What if you could control lighting with much more sophistication than on, off, or somewhere in between? With a digital bulb—light-emitting diode plus Internet connectivity—you can, says Jes Munk Hansen, chief executive of Osram Sylvania. It’s not just a matter of the home, either. It also applies to commercial applications, from factories to storefronts.
“We can not only turn LEDs on and off and dim them but control them in millions of colors and temperatures,” he says. “Your office light today is one color, a temperature that might remind you of your dentist’s office. We can now control that. The last step—and this is where it gets really sexy—is that we can connect our lights to an endless amount of other devices. This huge area is exploding in front of us.”
Hansen offered three examples for how connected lights can make an impact. The first, he says, is working with a wearable device like a smart watch. “You’re wearing a wearable while you’re sleeping and the device detects that you’re about to wake up. So it signals to a Belkin system that when you wake up at 3 a.m., you’re hungry. So it tells the kitchen to turn on a very soft red light, because that’s the right frequency to not wake you up too much but it’s enough for you to not break your leg on your children’s Legos on the floor.”
A second, more commercial example is in a restaurant or retail store where quality of light impacts the bottom line. “Most restaurants these days have one setting for light,” Hansen says. “Breakfast, lunch, or dinner, they run the same light or they manually change it. We can, on an iPad, set a restaurant for five settings—breakfast, breakfast with sunlight, lunch, dinner, wedding—and with a simple touch you can change the mood of his restaurant. You can change the temperatures—a little more yellow or a little more red—to set off an evening dress. It becomes dynamic but much richer.”
Hansen’s third example involves the connected car and dynamic control of a vehicle’s headlamps. “Going forward, cars will have their own IP address,” he says. “You drive down the street and the car can detect others on the road and what speed they’re going.
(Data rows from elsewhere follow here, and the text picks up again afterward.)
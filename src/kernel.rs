//! Compute kernels: one compute-stage shader linked into a program.

use std::fmt;
use std::fs;
use std::path::Path;

use glow::HasContext;

use crate::device::Device;
use crate::error::CompileError;

/// Longest compiler or linker log kept, in bytes (including the C terminator).
pub const INFO_LOG_LIMIT: usize = 512;

/// A linked compute program.
///
/// Owns its shader and program objects and deletes both on drop.
pub struct Kernel<'d> {
    device: &'d Device,
    shader: glow::Shader,
    program: glow::Program,
}

impl<'d> Kernel<'d> {
    /// Compiles and links GLSL compute source.
    pub fn compile(device: &'d Device, source: &str) -> Result<Self, CompileError> {
        let (shader, program) = device.section(|gl| build(gl, source))??;
        log::debug!("Linked compute kernel ({} bytes of source)", source.len());
        Ok(Self {
            device,
            shader,
            program,
        })
    }

    /// Reads GLSL compute source from `path` and compiles it.
    pub fn from_file(device: &'d Device, path: impl AsRef<Path>) -> Result<Self, CompileError> {
        let path = path.as_ref();
        let source = fs::read_to_string(path).map_err(|source| CompileError::Io {
            path: path.to_path_buf(),
            source,
        })?;
        log::debug!("Compiling kernel from {}", path.display());
        Self::compile(device, &source)
    }

    /// Device this kernel was compiled on.
    pub fn device(&self) -> &'d Device {
        self.device
    }

    pub(crate) fn program(&self) -> glow::Program {
        self.program
    }
}

impl fmt::Debug for Kernel<'_> {
    fn fmt(&self, f: &mut fmt::Formatter<'_>) -> fmt::Result {
        f.debug_struct("Kernel")
            .field("shader", &self.shader)
            .field("program", &self.program)
            .finish()
    }
}

impl Drop for Kernel<'_> {
    fn drop(&mut self) {
        let (shader, program) = (self.shader, self.program);
        let released = self.device.section(|gl| unsafe {
            gl.delete_program(program);
            gl.delete_shader(shader);
        });
        if let Err(e) = released {
            log::warn!("Leaking kernel objects: {}", e);
        }
    }
}

fn build(gl: &glow::Context, source: &str) -> Result<(glow::Shader, glow::Program), CompileError> {
    // SAFETY: runs inside a device section; every object created here is
    // either returned or deleted before the error is.
    unsafe {
        let shader = gl
            .create_shader(glow::COMPUTE_SHADER)
            .map_err(CompileError::CreateFailed)?;
        gl.shader_source(shader, source);
        gl.compile_shader(shader);
        if !gl.get_shader_compile_status(shader) {
            let log = bounded_log(gl.get_shader_info_log(shader));
            gl.delete_shader(shader);
            return Err(CompileError::ShaderCompileFailed(log));
        }

        let program = match gl.create_program() {
            Ok(program) => program,
            Err(e) => {
                gl.delete_shader(shader);
                return Err(CompileError::CreateFailed(e));
            }
        };
        gl.attach_shader(program, shader);
        gl.link_program(program);
        if !gl.get_program_link_status(program) {
            let log = bounded_log(gl.get_program_info_log(program));
            gl.delete_program(program);
            gl.delete_shader(shader);
            return Err(CompileError::LinkFailed(log));
        }

        Ok((shader, program))
    }
}

/// Cuts a driver log down to what a fixed `INFO_LOG_LIMIT` buffer would hold.
fn bounded_log(mut log: String) -> String {
    let limit = INFO_LOG_LIMIT - 1;
    if log.len() > limit {
        let mut end = limit;
        while !log.is_char_boundary(end) {
            end -= 1;
        }
        log.truncate(end);
    }
    let trimmed = log.trim_end_matches(['\0', '\n', ' ']).len();
    log.truncate(trimmed);
    log
}
//! glkompute - headless GPU compute over EGL/GBM
//!
//! Opens a DRM render node without any display server, creates an OpenGL
//! context on it, and runs GLSL compute kernels against storage buffers.
//!
//! ```no_run
//! use std::sync::Arc;
//! use glkompute::{BufferUsage, Device, Kernel, StorageBuffer, Uniform};
//!
//! # fn main() -> glkompute::Result<()> {
//! let device = Device::open("/dev/dri/renderD128")?;
//! let kernel = Kernel::from_file(&device, "kernel.glsl")?;
//!
//! let input = Arc::new(StorageBuffer::<f32>::new(&device)?);
//! let output = Arc::new(StorageBuffer::<f32>::new(&device)?);
//! input.set_data(&[1.0, 2.0, 3.0], BufferUsage::StaticRead)?;
//! output.set_size(3 * 4, BufferUsage::StaticDraw)?;
//!
//! device.dispatch(&kernel, &[Uniform::new("count", 3i32)], &[&input, &output], 1u32)?;
//! let result = output.get_data()?;
//! # Ok(())
//! # }
//! ```

mod binding;
mod buffer;
mod device;
mod dispatch;
mod error;
mod kernel;
mod uniform;

pub use binding::StorageBinding;
pub use buffer::{BufferUsage, StorageBuffer};
pub use device::{
    DRI_DIR, Device, DeviceConfig, DeviceInfo, Limits, MIN_COMPUTE_VERSION, UnresolvedUniforms,
    render_nodes, render_nodes_in,
};
pub use dispatch::Workgroups;
pub use error::{
    CompileError, CurrentError, DeviceError, DispatchError, Error, GlError, GpuError, Result,
};
pub use kernel::{INFO_LOG_LIMIT, Kernel};
pub use uniform::{MAX_COMPONENTS, Uniform, UniformValue};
That will feed back to our laser-guided lights, and soon we’ll be able to set them so you get the optimal light in front of you without blinding the guy in front of you.”
For now, the companies’ partnership is limited to the home. Though the establishment of technology standards for lighting applications remain elusive, the costs to manufacture connected bulbs have come down considerably since their first foray on the market, and both companies believe this is the right path to take for new revenue. “Fifty years ago, you plugged a television in, put up the rabbit ears, chose from five channels,” Choi says. “Twenty years ago, you got a cable provider and had hundreds of channels. Today, people are streaming Netflix and Hulu. Light bulbs are a century-old technology. It’s going to be an evolution. The switch is going to happen.”
For Osram Sylvania, it’s the most exciting chapter yet for the company’s best-known products. For Belkin, it’s another step toward redefining the company as one based on connectivity, not power.
“If you believe the market research that’s been done, the Internet of Things space is going to be way bigger than the tablet space or smartphone space—more than a 10-fold bigger market, a multitrillion-dollar opportunity. It’s immense,” Choi says. “It’s not an accident that every company in technology has some sort of Internet of Things strategy.”
Correction, Sept 5, 2014: An earlier version of this article misstated the name of the CEO of Osram Sylvania. It is Jes Munk Hansen. Additionally, Hansen misstated the color of the light that would less easily wake someone up. It is red, not blue.